E’ possibile che la sindrome dell’intestino irritabile, considerata finora un disturbo psicosomatico, abbia una causa diversa. Infatti ricerche recenti hanno ampiamente dimostrato che il microbioma intestinale può avere un ruolo chiave nell’insorgere della sindrome.

Sembra che in questi pazienti la varieta’ di batteri nella flora intestinale sia significativamente ridotta.

E’ possibile quindi che le emozioni e il comportamento umano siano in una certa misura influenzati dallo stato dell’intestino? C’è ancora molto da scoprire ma certamente esiste una interazione tra i batteri intestinali e il cervello, interazione che attualmente e’ studiata soprattutto negli esperimenti sugli animali.

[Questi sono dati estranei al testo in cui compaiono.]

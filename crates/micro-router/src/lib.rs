//! Radix tree routing for micro services.
//!
//! This crate is the routing capability of the runtime: endpoints are
//! registered for a method and a path pattern through [`RouteRegistry`], and
//! the frozen registry is itself a [`micro_core::Handler`] that the server
//! uses as its top-level handler.
//!
//! # Features
//!
//! - **Radix Tree Matching**: lookup cost follows the path length, not the route count
//! - **Path Parameters**: `/users/{id}`, stored in request extensions as [`Params`]
//! - **Wildcards**: catch-all routes (`/files/*path`)
//! - **Method Dispatch**: 405 with an `Allow` header for known paths
//!
//! # Example
//!
//! ```rust
//! use micro_router::Router;
//! use http::Method;
//!
//! let mut router = Router::new();
//! router.route(Method::GET, "/users/{id}", "getUser").unwrap();
//! router.route(Method::GET, "/files/*path", "serveFile").unwrap();
//!
//! let found = router.match_route(&Method::GET, "/users/123").unwrap();
//! assert_eq!(*found.target, "getUser");
//! assert_eq!(found.params.get("id"), Some("123"));
//! ```
//!
//! # Architecture
//!
//! ```text
//!                    (root)
//!                      │
//!              ┌───────┴───────┐
//!              │               │
//!            "users"        "files"
//!              │               │
//!        ┌─────┴─────┐        "*path"
//!        │           │
//!       (leaf)    "{id}"
//!   [GET,POST]      │
//!                 (leaf)
//!              [GET,DELETE]
//! ```

mod error;
mod handler;
mod method_router;
mod node;
mod params;
mod router;

pub use error::RouteError;
pub use handler::{HandlerRouter, RouteRegistry};
pub use method_router::MethodRouter;
pub use params::Params;
pub use router::Router;

/// A matched route with its target and extracted parameters.
#[derive(Debug, Clone, PartialEq, Eq)]
pub struct RouteMatch<'a, T> {
    /// The target registered for the route.
    pub target: &'a T,
    /// Extracted path parameters.
    pub params: Params,
}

Stephen Collins e i suoi collaboratori, alla McMaster Università di Hamilton, in Canada, hanno prelevato la flora batterica di topi appartenenti a un ceppo caratterizzato da grande attività esploratoria e l’ha iniettata in topi più timidi che sono diventati più attivi e coraggiosi. Anche iniettando nei topi più attivi la flora di quelli più timidi si otteneva lo stesso risultato, ossia in questo caso l’iniziativa e l’attivita’ esploratoria si riducevano in modo importante.

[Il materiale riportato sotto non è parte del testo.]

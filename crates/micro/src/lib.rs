//! # Micro
//!
//! **A runtime shell for HTTP(S) services**
//!
//! - **Lifecycle** – bind, serve in the background, drain within a deadline on stop
//! - **Hooks** – before/after start and stop, fail-fast
//! - **Decorators** – ordered before/after steps around each endpoint
//! - **Tracing** – optional OpenTelemetry server spans, provider owned per service
//! - **Signals** – stop on SIGTERM/SIGINT/SIGQUIT or a cancellation signal
//!
//! ## Quick Start
//!
//! ```rust,no_run
//! use micro::prelude::*;
//!
//! #[tokio::main]
//! async fn main() -> Result<(), Box<dyn std::error::Error>> {
//!     init_logging(&LogConfig::development())?;
//!
//!     let service = Service::new("greeter", "1.0.0");
//!     service.init(ServiceConfig::builder().port(8080).handle_signals(true).build()?)?;
//!     service.endpoints([
//!         Endpoint::get("hello", "/hello/{name}", handler_fn(|w, r| {
//!             Box::pin(async move {
//!                 let name = r
//!                     .extensions()
//!                     .get::<Params>()
//!                     .and_then(|p| p.get("name"))
//!                     .unwrap_or("world")
//!                     .to_string();
//!                 w.write(format!("Hello {name}!"));
//!             })
//!         })),
//!     ])?;
//!
//!     service.start().await?;
//!     tokio::signal::ctrl_c().await?;
//!     service.stop().await?;
//!     Ok(())
//! }
//! ```
//!
//! ## Architecture
//!
//! ```text
//! Service ── endpoints ──▶ decorate ──▶ Traced ──▶ RouteRegistry
//!    │
//!    └── start ──▶ ServerRuntime(router) ──▶ accept loop ──▶ connection tasks
//!    └── stop  ──▶ hooks ──▶ drain ──▶ hooks ──▶ tracer flush
//! ```

#![doc(html_root_url = "https://docs.rs/micro/0.1.0")]
#![warn(missing_docs)]
#![forbid(unsafe_code)]

// Re-export core types
pub use micro_core as core;

// Re-export routing
pub use micro_router as router;

// Re-export decorators
pub use micro_middleware as middleware;

// Re-export telemetry
pub use micro_telemetry as telemetry;

// Re-export the server runtime
pub use micro_server as server;

// Re-export the orchestrator
pub use micro_service as service;

/// Prelude module for convenient imports.
///
/// ```rust
/// use micro::prelude::*;
/// ```
pub mod prelude {
    pub use micro_core::{
        handler_fn, BoxFuture, BoxedHandler, ConnectionInfo, Handler, Request, RequestId,
        ResponseWriter,
    };

    pub use micro_router::{HandlerRouter, Params, RouteError, RouteRegistry};

    pub use micro_middleware::{decorate, DecoratorPhase, EndpointDecorator};

    pub use micro_telemetry::{init_logging, LogConfig, LogFormat, SpanProcessing, TracingConfig};

    pub use micro_server::{ServerConfig, ServerError, ServerRuntime, ShutdownSignal};

    pub use micro_service::{
        Endpoint, HookError, HookPhase, Service, ServiceConfig, ServiceError, ServiceSettings,
        ServiceState,
    };
}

Non sappiamo fino a che punto questi risultati si possano generalizzare agli esseri umani. Peter Holder sostiene che l’idea che il microbioma intestinale abbia un ruolo importante nell’insorgere di disturbi psichici sta acquistando un peso sempre maggiore. Ad esempio i pazienti che soffrono di intestino irritabile presentano spesso disturbi d’ansia e depressivi. Secondo Holder questi sintomi sono la conseguenza di un’alterazione della flora intestinale piuttosto che esserne la causa.

L’esistenza di una correlazione tra patologia intestinale e problemi psichici non dice quale patologia condizioni l’altra.

Peter Bork del laboratorio europeo di biologia molecolare a Heidelberg, ha cercato di rispondere a questo dilemma nel suo lavoro pubblicato nel 2011 nel quale e’ stata analizzata la flora intestinale di un ampio campione europeo, americano e asiatico.

Questa ricerca ha dimostrato l’esistenza di tre enterotipi caratterizzati dalla prevalenza di ceppi batterici diversi. Anche nella medicina cinese tradizionale si distinguono tre tipi costituzionali diversi, quindi sembra esserci una correlazione con i risultati dello studio di Bork.